For Mike Schrader, the writing was on the wall when a new, conservative City Council swept into power in April. The executive director of the city-owned Memorial Hospital had been warned almost a year earlier that his push to provide health-care benefits for same-sex partners of hospital employees might ultimately lead to his downfall.
And yet, Schrader charged ahead. In doing so, he either demonstrated a courageous commitment to principle, or a bullheaded lack of political savvy, depending on whom you ask.
Either way, he lost.
Just walking away
Just four months earlier, a sharply divided City Council had voted to extend same-sex benefits to all city employees. But Schrader's wish was short-lived. A new, conservative-leaning council was elected in April with backing from the Christian right, and as its first order of business, it revoked the citywide domestic-partner benefits on April 22. Schrader asked that the hospital be allowed to keep the benefits, but the council ignored him.
Two months later, Schrader announ-ced publicly that he was stepping down as Memorial's director -- citing his frustration with not only the reversal of benefits but also the city's decision not to challenge a new state law that would allow citizens to carry guns inside the hospital. He had no other job lined up; he was simply walking away from his $321,000-a-year gig, the highest paid position within city government.
"Since April of this year my job has taken a very difficult turn," Schrader announced in an open letter addressed to friends. "I am in direct conflict with the actions and policies of the City Council. ... I cannot be part of those actions."
Schrader's resignation was about more than just disagreements on a couple of emotionally charged issues, however. In fighting City Hall over the same-sex benefits, he had realized that the new Council aimed to assert greater power over Memorial -- perhaps even by changing the governance structure for the hospital that had been put in place by a previous Council. The old order had largely allowed the hospital to mind its own business, under the governance of a separate board of trustees. Essentially, all the City Council did was appoint the board of trustees' members and approve the hospital's annual budget.
The new Council, however, had wasted no time telling Schrader who was boss. Indeed, peeved with the director of two-and-a-half years and his independent style, some now advocate a return to the past practice of appointing one of their own to the board of trustees. Advocates of such an approach say the hospital, despite being a public entity, had grown unaccountable under Schrader.

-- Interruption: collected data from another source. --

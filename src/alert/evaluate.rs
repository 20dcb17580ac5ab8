//! One evaluation pass over a dataset snapshot.
//!
//! `evaluate` selects the session's sites and dates, annotates IQR outliers,
//! aligns sensor against lab, and raises ceiling and mismatch alerts. It reads
//! the dataset and the session and changes neither.

use crate::alert::mismatch::flag_mismatch;
use crate::alert::outliers::flag_outliers_iqr;
use crate::alert::thresholds::flag_ceiling_exceedance;
use crate::analysis::align::{AlignOutcome, Alignment, align};
use crate::analysis::filter::{filter_parameters, series_indices};
use crate::ingest::Dataset;
use crate::logging::{self, DataSource};
use crate::model::{Alert, AlertSeverity, Observation, Parameter, Site};
use crate::session::SessionContext;
use crate::sites::site_info;
use serde::Serialize;

/// A selected sensor observation and whether it is an outlier in its
/// `(site, parameter)` series.
#[derive(Debug, Clone, PartialEq, Serialize)]
pub struct AnnotatedObservation {
    #[serde(flatten)]
    pub observation: Observation,
    pub outlier: bool,
}

/// Input data missing for a requested site.
#[derive(Debug, Clone, Copy, PartialEq, Eq, PartialOrd, Ord, Serialize)]
pub enum GapKind {
    NoSensorData,
    LabDataUnavailable,
    /// The site has no rainfall gauge assigned.
    NoRainfallStation,
    /// The site's rainfall gauge reported nothing in the window.
    NoRainfallData,
    /// The site's streamflow gauge reported nothing in the window.
    NoStreamflowData,
}

#[derive(Debug, Clone, Copy, PartialEq, Eq, Serialize)]
pub struct DataGap {
    pub site: Site,
    pub gap: GapKind,
}

#[derive(Debug, Clone, Default, PartialEq, Serialize)]
pub struct Evaluation {
    pub observations: Vec<AnnotatedObservation>,
    pub rainfall: Vec<Observation>,
    pub streamflow: Vec<Observation>,
    pub alignment: Alignment,
    /// Most recent first.
    pub alerts: Vec<Alert>,
    pub gaps: Vec<DataGap>,
}

impl Evaluation {
    /// Highest severity among the site's alerts, `None` when it has none.
    pub fn site_status(&self, site: Site) -> Option<AlertSeverity> {
        self.alerts
            .iter()
            .filter(|a| a.site == site)
            .map(|a| a.severity)
            .max()
    }

    pub fn alerts_for(&self, site: Site) -> impl Iterator<Item = &Alert> {
        self.alerts.iter().filter(move |a| a.site == site)
    }

    pub fn gaps_for(&self, site: Site) -> Vec<GapKind> {
        self.gaps
            .iter()
            .filter(|g| g.site == site)
            .map(|g| g.gap)
            .collect()
    }

    pub fn outlier_count(&self) -> usize {
        self.observations.iter().filter(|o| o.outlier).count()
    }
}

fn select(session: &SessionContext, observations: &[Observation]) -> Vec<Observation> {
    observations
        .iter()
        .filter(|o| session.includes(o))
        .cloned()
        .collect()
}

fn annotate_outliers(sensor: Vec<Observation>) -> Vec<AnnotatedObservation> {
    let mut outlier = vec![false; sensor.len()];
    for ((site, parameter), indices) in series_indices(&sensor) {
        let series: Vec<Observation> = indices.iter().map(|&i| sensor[i].clone()).collect();
        let flagged = flag_outliers_iqr(&series);
        if !flagged.is_empty() {
            logging::debug(
                DataSource::Engine,
                Some(site),
                &format!("{} of {} {} readings are outliers", flagged.len(), series.len(), parameter),
            );
        }
        for pos in flagged {
            outlier[indices[pos]] = true;
        }
    }
    sensor
        .into_iter()
        .zip(outlier)
        .map(|(observation, outlier)| AnnotatedObservation { observation, outlier })
        .collect()
}

fn find_gaps(
    site: Site,
    sensor: &[AnnotatedObservation],
    lab: &[Observation],
    rainfall: &[Observation],
    streamflow: &[Observation],
) -> Vec<DataGap> {
    let mut gaps = Vec::new();
    let mut push = |gap| gaps.push(DataGap { site, gap });

    if !sensor.iter().any(|o| o.observation.site == site) {
        push(GapKind::NoSensorData);
    }
    if !lab.iter().any(|o| o.site == site) {
        push(GapKind::LabDataUnavailable);
    }
    if site_info(site).rainfall_station.is_none() {
        push(GapKind::NoRainfallStation);
    } else if !rainfall.iter().any(|o| o.site == site) {
        push(GapKind::NoRainfallData);
    }
    if !streamflow.iter().any(|o| o.site == site) {
        push(GapKind::NoStreamflowData);
    }
    gaps
}

/// Runs the full evaluation for one session.
pub fn evaluate(session: &SessionContext, dataset: &Dataset) -> Evaluation {
    if session.date_range.is_inverted() {
        logging::warn(
            DataSource::Engine,
            None,
            "Date range starts after it ends; nothing will be selected",
        );
    }

    let observations = annotate_outliers(select(session, &dataset.sensor));
    let lab = select(session, &dataset.lab);
    let rainfall = select(session, &dataset.rainfall);
    let streamflow = select(session, &dataset.streamflow);

    let sensor: Vec<Observation> = observations.iter().map(|a| a.observation.clone()).collect();
    let comparable: Vec<Observation> = if session.hide_outliers {
        observations
            .iter()
            .filter(|a| !a.outlier)
            .map(|a| a.observation.clone())
            .collect()
    } else {
        sensor.clone()
    };
    let alignment = align(&comparable, &lab);

    let mut alerts = flag_ceiling_exceedance(
        &filter_parameters(&sensor, &[Parameter::Turbidity]),
        session.thresholds.turbidity_ntu,
    );
    alerts.extend(flag_ceiling_exceedance(
        &filter_parameters(&rainfall, &[Parameter::Rainfall]),
        session.thresholds.rainfall_mm,
    ));
    for site_alignment in &alignment.sites {
        if let AlignOutcome::Paired(pairs) = &site_alignment.outcome {
            alerts.extend(flag_mismatch(pairs, session.mismatch_threshold(site_alignment.site)));
        }
    }
    alerts.sort_by(|a, b| {
        b.timestamp
            .cmp(&a.timestamp)
            .then(a.kind.cmp(&b.kind))
            .then(a.site.cmp(&b.site))
    });

    let mut requested: Vec<Site> = Vec::new();
    for site in &session.sites {
        if !requested.contains(site) {
            requested.push(*site);
        }
    }
    let gaps: Vec<DataGap> = requested
        .iter()
        .flat_map(|site| find_gaps(*site, &observations, &lab, &rainfall, &streamflow))
        .collect();

    for site in &requested {
        if let Some(severity) = alerts.iter().filter(|a| a.site == *site).map(|a| a.severity).max() {
            let count = alerts.iter().filter(|a| a.site == *site).count();
            logging::info(
                DataSource::Engine,
                Some(*site),
                &format!("{} alert(s), highest severity {}", count, severity),
            );
        }
    }

    Evaluation {
        observations,
        rainfall,
        streamflow,
        alignment,
        alerts,
        gaps,
    }
}

#[cfg(test)]
mod tests {
    use super::*;
    use crate::analysis::filter::DateRange;
    use crate::model::{AlertKind, Source};
    use chrono::NaiveDate;

    fn date(d: u32) -> NaiveDate {
        NaiveDate::from_ymd_opt(2024, 6, d).unwrap()
    }

    fn obs(site: Site, parameter: Parameter, day: u32, value: f64, source: Source) -> Observation {
        Observation {
            site,
            parameter,
            timestamp: date(day),
            value,
            source,
        }
    }

    fn turbidity_series(site: Site, values: &[f64]) -> Vec<Observation> {
        values
            .iter()
            .enumerate()
            .map(|(i, v)| obs(site, Parameter::Turbidity, 1 + i as u32, *v, Source::Sensor))
            .collect()
    }

    #[test]
    fn test_raises_all_three_alert_kinds_newest_first() {
        let dataset = Dataset {
            sensor: vec![
                obs(Site::LittleColibanRiver, Parameter::Turbidity, 3, 12.0, Source::Sensor),
                obs(Site::LittleColibanRiver, Parameter::Nitrate, 1, 0.9, Source::Sensor),
            ],
            lab: vec![obs(Site::LittleColibanRiver, Parameter::Nitrate, 1, 0.3, Source::Lab)],
            rainfall: vec![obs(Site::LittleColibanRiver, Parameter::Rainfall, 2, 25.0, Source::Sensor)],
            ..Default::default()
        };
        let eval = evaluate(&SessionContext::default(), &dataset);

        let kinds: Vec<_> = eval.alerts.iter().map(|a| (a.kind, a.timestamp)).collect();
        assert_eq!(
            kinds,
            vec![
                (AlertKind::TurbidityExceedance, date(3)),
                (AlertKind::RainfallExceedance, date(2)),
                (AlertKind::EcoLabMismatch, date(1)),
            ]
        );
        assert_eq!(eval.site_status(Site::LittleColibanRiver), Some(AlertSeverity::Critical));
        assert_eq!(eval.site_status(Site::KangarooCreek), None);
    }

    #[test]
    fn test_session_selection_limits_alerts() {
        let dataset = Dataset {
            sensor: vec![
                obs(Site::KangarooCreek, Parameter::Turbidity, 1, 50.0, Source::Sensor),
                obs(Site::KangarooCreek, Parameter::Turbidity, 20, 50.0, Source::Sensor),
                obs(Site::FiveMileCreekSite1, Parameter::Turbidity, 1, 50.0, Source::Sensor),
            ],
            ..Default::default()
        };
        let session = SessionContext::default()
            .with_sites(vec![Site::KangarooCreek])
            .with_date_range(DateRange::new(Some(date(1)), Some(date(10))));
        let eval = evaluate(&session, &dataset);

        assert_eq!(eval.alerts.len(), 1);
        assert_eq!(eval.alerts[0].site, Site::KangarooCreek);
        assert_eq!(eval.alerts[0].timestamp, date(1));
        assert_eq!(eval.observations.len(), 1);
    }

    #[test]
    fn test_outliers_annotated_per_series() {
        let mut sensor = turbidity_series(Site::KangarooCreek, &[1.0, 2.0, 2.0, 3.0, 3.0, 3.0, 4.0, 4.0, 100.0]);
        // A separate short series is never flagged.
        sensor.extend(turbidity_series(Site::LittleColibanRiver, &[1.0, 1.0, 100.0]));
        let dataset = Dataset {
            sensor,
            ..Default::default()
        };
        let eval = evaluate(&SessionContext::default(), &dataset);

        assert_eq!(eval.outlier_count(), 1);
        assert!(eval.observations[8].outlier);
        assert_eq!(eval.observations[8].observation.value, 100.0);
    }

    #[test]
    fn test_hide_outliers_removes_them_from_comparison_only() {
        let sensor = turbidity_series(Site::KangarooCreek, &[1.0, 2.0, 2.0, 3.0, 3.0, 3.0, 4.0, 4.0, 100.0]);
        let dataset = Dataset {
            sensor,
            lab: vec![obs(Site::KangarooCreek, Parameter::Turbidity, 9, 4.0, Source::Lab)],
            ..Default::default()
        };

        let shown = evaluate(&SessionContext::default(), &dataset);
        assert_eq!(shown.alignment.pairs().count(), 1);
        assert!(shown.alerts.iter().any(|a| a.kind == AlertKind::EcoLabMismatch));

        let session = SessionContext {
            hide_outliers: true,
            ..Default::default()
        };
        let hidden = evaluate(&session, &dataset);
        assert_eq!(hidden.alignment.pairs().count(), 0);
        assert!(hidden.alerts.iter().all(|a| a.kind != AlertKind::EcoLabMismatch));
        assert!(
            hidden.alerts.iter().any(|a| a.kind == AlertKind::TurbidityExceedance),
            "ceiling checks still see outlier readings"
        );
    }

    #[test]
    fn test_per_site_sensitivity_applies_to_mismatch() {
        let dataset = Dataset {
            sensor: vec![obs(Site::KangarooCreek, Parameter::Nitrate, 1, 1.6, Source::Sensor)],
            lab: vec![obs(Site::KangarooCreek, Parameter::Nitrate, 1, 1.0, Source::Lab)],
            ..Default::default()
        };
        assert_eq!(evaluate(&SessionContext::default(), &dataset).alerts.len(), 1);

        let mut session = SessionContext::default();
        session.set_sensitivity(Site::KangarooCreek, 75.0).unwrap();
        assert!(evaluate(&session, &dataset).alerts.is_empty());
    }

    #[test]
    fn test_gaps_are_reported_per_requested_site() {
        let dataset = Dataset {
            sensor: vec![obs(Site::FiveMileCreekSite1, Parameter::Turbidity, 1, 1.0, Source::Sensor)],
            rainfall: vec![obs(Site::FiveMileCreekSite1, Parameter::Rainfall, 1, 1.0, Source::Sensor)],
            streamflow: vec![obs(Site::FiveMileCreekSite1, Parameter::Streamflow, 1, 9.0, Source::Sensor)],
            ..Default::default()
        };
        let session = SessionContext::default().with_sites(vec![
            Site::FiveMileCreekSite1,
            Site::KangarooCreek,
            Site::FiveMileCreekSite1,
        ]);
        let eval = evaluate(&session, &dataset);

        assert_eq!(eval.gaps_for(Site::FiveMileCreekSite1), vec![GapKind::LabDataUnavailable]);
        assert_eq!(
            eval.gaps_for(Site::KangarooCreek),
            vec![
                GapKind::NoSensorData,
                GapKind::LabDataUnavailable,
                GapKind::NoRainfallStation,
                GapKind::NoStreamflowData,
            ]
        );
        assert_eq!(eval.gaps.len(), 5, "duplicate site requests report gaps once");
        assert!(eval.alignment.is_lab_unavailable(Site::FiveMileCreekSite1));
    }

    #[test]
    fn test_empty_dataset_evaluates_cleanly() {
        let eval = evaluate(&SessionContext::default(), &Dataset::default());
        assert!(eval.alerts.is_empty());
        assert!(eval.observations.is_empty());
        assert_eq!(
            eval.gaps_for(Site::LittleColibanRiver),
            vec![
                GapKind::NoSensorData,
                GapKind::LabDataUnavailable,
                GapKind::NoRainfallData,
                GapKind::NoStreamflowData,
            ]
        );
    }

    #[test]
    fn test_streamflow_gap_follows_the_date_window() {
        let dataset = Dataset {
            streamflow: vec![obs(Site::KangarooCreek, Parameter::Streamflow, 5, 3.2, Source::Sensor)],
            ..Default::default()
        };
        let session = SessionContext::default().with_sites(vec![Site::KangarooCreek]);
        let in_window = evaluate(&session, &dataset);
        assert!(!in_window.gaps_for(Site::KangarooCreek).contains(&GapKind::NoStreamflowData));
        assert_eq!(in_window.streamflow.len(), 1);

        let later = session.with_date_range(DateRange::new(Some(date(6)), None));
        let eval = evaluate(&later, &dataset);
        assert!(eval.gaps_for(Site::KangarooCreek).contains(&GapKind::NoStreamflowData));
    }
}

"The way I look at it, the City Council has all the responsibility for that hospital and none of the control, and I resent that," said City Councilwoman Margaret Radford.
Others, however, say interfering with Memorial's governance creates the risk of politicizing the hospital at a time when its long-term survival may be at stake. Though the hospital is currently profitable, most observers agree that Memorial faces huge financial challenges in continuing to fulfill its mission of accepting all who seek treatment, regardless of the patients' ability to pay, and without requiring any taxpayer subsidies.
To continue to provide such a safety net in an increasingly cutthroat health-care market, the hospital should be allowed to operate freely and not be turned into a "political football," say those who caution against Council interference.
"This council doesn't know a damn thing about running a hospital," said Dr. Ted Eastburn, a former city councilman and a cardiologist at Memorial. "They don't have a clue about health-care issues in this community."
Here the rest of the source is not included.